*** Opening Source material ***

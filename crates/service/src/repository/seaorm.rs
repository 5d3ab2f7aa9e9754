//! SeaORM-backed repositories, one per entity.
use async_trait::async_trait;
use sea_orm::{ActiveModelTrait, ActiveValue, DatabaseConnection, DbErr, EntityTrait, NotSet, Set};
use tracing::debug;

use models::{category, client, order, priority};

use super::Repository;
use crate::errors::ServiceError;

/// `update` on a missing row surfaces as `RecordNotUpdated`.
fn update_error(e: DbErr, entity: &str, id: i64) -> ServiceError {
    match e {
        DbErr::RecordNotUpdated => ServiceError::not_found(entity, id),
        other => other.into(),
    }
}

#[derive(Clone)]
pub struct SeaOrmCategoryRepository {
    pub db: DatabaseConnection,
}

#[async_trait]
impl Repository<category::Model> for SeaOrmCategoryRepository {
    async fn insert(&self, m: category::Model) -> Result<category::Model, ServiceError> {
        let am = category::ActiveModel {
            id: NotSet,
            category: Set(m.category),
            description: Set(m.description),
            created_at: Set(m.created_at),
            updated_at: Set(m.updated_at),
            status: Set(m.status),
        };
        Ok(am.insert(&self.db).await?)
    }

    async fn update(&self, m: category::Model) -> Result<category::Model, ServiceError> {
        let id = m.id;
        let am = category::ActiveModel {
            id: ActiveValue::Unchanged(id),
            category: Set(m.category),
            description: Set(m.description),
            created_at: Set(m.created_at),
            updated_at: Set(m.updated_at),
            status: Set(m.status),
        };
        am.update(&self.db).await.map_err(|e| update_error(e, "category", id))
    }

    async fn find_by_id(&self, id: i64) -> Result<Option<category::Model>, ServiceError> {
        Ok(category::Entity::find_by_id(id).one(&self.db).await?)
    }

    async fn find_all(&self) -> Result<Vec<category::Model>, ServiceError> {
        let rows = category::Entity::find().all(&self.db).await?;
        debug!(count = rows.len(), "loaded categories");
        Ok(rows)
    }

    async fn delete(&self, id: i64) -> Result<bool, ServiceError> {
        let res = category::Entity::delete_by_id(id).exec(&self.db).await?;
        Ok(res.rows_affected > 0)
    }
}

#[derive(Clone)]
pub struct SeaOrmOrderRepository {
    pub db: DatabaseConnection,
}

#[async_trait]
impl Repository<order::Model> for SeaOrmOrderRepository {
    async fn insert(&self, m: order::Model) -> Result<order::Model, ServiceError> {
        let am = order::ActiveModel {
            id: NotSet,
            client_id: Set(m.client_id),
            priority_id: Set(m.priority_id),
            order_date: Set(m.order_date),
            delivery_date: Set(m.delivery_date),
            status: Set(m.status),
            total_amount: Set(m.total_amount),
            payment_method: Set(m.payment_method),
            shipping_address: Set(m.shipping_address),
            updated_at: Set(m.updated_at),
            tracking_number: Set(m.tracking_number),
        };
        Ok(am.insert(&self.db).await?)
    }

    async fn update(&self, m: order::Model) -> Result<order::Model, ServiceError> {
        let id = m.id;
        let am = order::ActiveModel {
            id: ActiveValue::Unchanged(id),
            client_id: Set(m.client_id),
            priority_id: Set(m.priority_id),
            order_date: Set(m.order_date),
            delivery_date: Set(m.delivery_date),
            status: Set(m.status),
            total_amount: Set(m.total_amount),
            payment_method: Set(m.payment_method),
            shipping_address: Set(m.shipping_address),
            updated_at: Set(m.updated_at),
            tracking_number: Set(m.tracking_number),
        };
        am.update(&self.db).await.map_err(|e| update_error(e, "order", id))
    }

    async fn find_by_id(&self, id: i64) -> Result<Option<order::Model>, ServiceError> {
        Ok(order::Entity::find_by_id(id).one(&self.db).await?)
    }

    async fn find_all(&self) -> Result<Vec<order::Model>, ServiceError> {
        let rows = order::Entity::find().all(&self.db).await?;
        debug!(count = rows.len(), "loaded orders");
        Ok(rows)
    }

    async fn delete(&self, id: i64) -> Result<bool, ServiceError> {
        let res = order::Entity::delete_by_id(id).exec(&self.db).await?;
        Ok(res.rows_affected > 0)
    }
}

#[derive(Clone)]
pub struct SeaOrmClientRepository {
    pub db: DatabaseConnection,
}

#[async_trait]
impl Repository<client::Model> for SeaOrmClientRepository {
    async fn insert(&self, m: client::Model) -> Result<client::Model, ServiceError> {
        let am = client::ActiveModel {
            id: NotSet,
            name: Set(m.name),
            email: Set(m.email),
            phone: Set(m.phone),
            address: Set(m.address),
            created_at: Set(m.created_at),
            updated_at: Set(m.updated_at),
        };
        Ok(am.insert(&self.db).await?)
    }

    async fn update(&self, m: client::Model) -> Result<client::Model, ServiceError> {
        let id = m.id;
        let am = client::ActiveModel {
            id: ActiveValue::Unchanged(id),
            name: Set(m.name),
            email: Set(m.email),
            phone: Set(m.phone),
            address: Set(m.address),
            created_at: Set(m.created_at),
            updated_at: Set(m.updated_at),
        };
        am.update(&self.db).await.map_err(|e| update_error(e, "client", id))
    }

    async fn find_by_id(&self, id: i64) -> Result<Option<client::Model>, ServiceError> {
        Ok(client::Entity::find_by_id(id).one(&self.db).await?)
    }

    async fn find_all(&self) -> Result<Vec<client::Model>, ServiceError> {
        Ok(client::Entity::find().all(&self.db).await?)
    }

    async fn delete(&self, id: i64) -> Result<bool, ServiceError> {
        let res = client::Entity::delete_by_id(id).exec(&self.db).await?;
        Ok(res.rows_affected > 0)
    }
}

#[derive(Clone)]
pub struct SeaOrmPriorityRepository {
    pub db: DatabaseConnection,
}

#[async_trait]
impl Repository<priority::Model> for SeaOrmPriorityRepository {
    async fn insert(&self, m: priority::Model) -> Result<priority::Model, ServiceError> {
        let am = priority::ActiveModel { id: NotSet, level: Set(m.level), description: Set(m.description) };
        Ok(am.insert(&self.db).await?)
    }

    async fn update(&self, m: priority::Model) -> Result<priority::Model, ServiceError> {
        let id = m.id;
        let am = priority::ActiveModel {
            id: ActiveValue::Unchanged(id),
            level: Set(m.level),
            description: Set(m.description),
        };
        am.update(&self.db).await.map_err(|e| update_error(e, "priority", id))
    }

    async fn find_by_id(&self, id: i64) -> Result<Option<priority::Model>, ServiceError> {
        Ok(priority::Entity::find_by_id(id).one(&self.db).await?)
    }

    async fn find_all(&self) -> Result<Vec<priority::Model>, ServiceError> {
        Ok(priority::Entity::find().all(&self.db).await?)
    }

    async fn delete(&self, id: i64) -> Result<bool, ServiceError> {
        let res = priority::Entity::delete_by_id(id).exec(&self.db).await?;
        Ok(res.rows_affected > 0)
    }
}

*** Closing Source material ***
*** Opening Source material ***

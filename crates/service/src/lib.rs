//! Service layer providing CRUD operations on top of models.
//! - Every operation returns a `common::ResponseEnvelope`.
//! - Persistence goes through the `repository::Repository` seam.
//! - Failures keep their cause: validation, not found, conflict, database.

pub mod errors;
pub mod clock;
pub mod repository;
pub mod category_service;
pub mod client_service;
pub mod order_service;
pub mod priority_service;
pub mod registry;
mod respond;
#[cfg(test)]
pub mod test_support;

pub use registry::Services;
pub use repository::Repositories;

*** Closing Source material ***

Of the entries listed above, reproduce only the lines starting at the line containing "filename crates/service/src/repository/seaorm.rs" and ending at the line containing "use crate::errors::ServiceError;". Include both, exactly as they stand.

> **Problem solution**
filename crates/service/src/repository/seaorm.rs
repository 5d3ab2f7aa9e9754
//! SeaORM-backed repositories, one per entity.
use async_trait::async_trait;
use sea_orm::{ActiveModelTrait, ActiveValue, DatabaseConnection, DbErr, EntityTrait, NotSet, Set};
use tracing::debug;

use models::{category, client, order, priority};

use super::Repository;
use crate::errors::ServiceError;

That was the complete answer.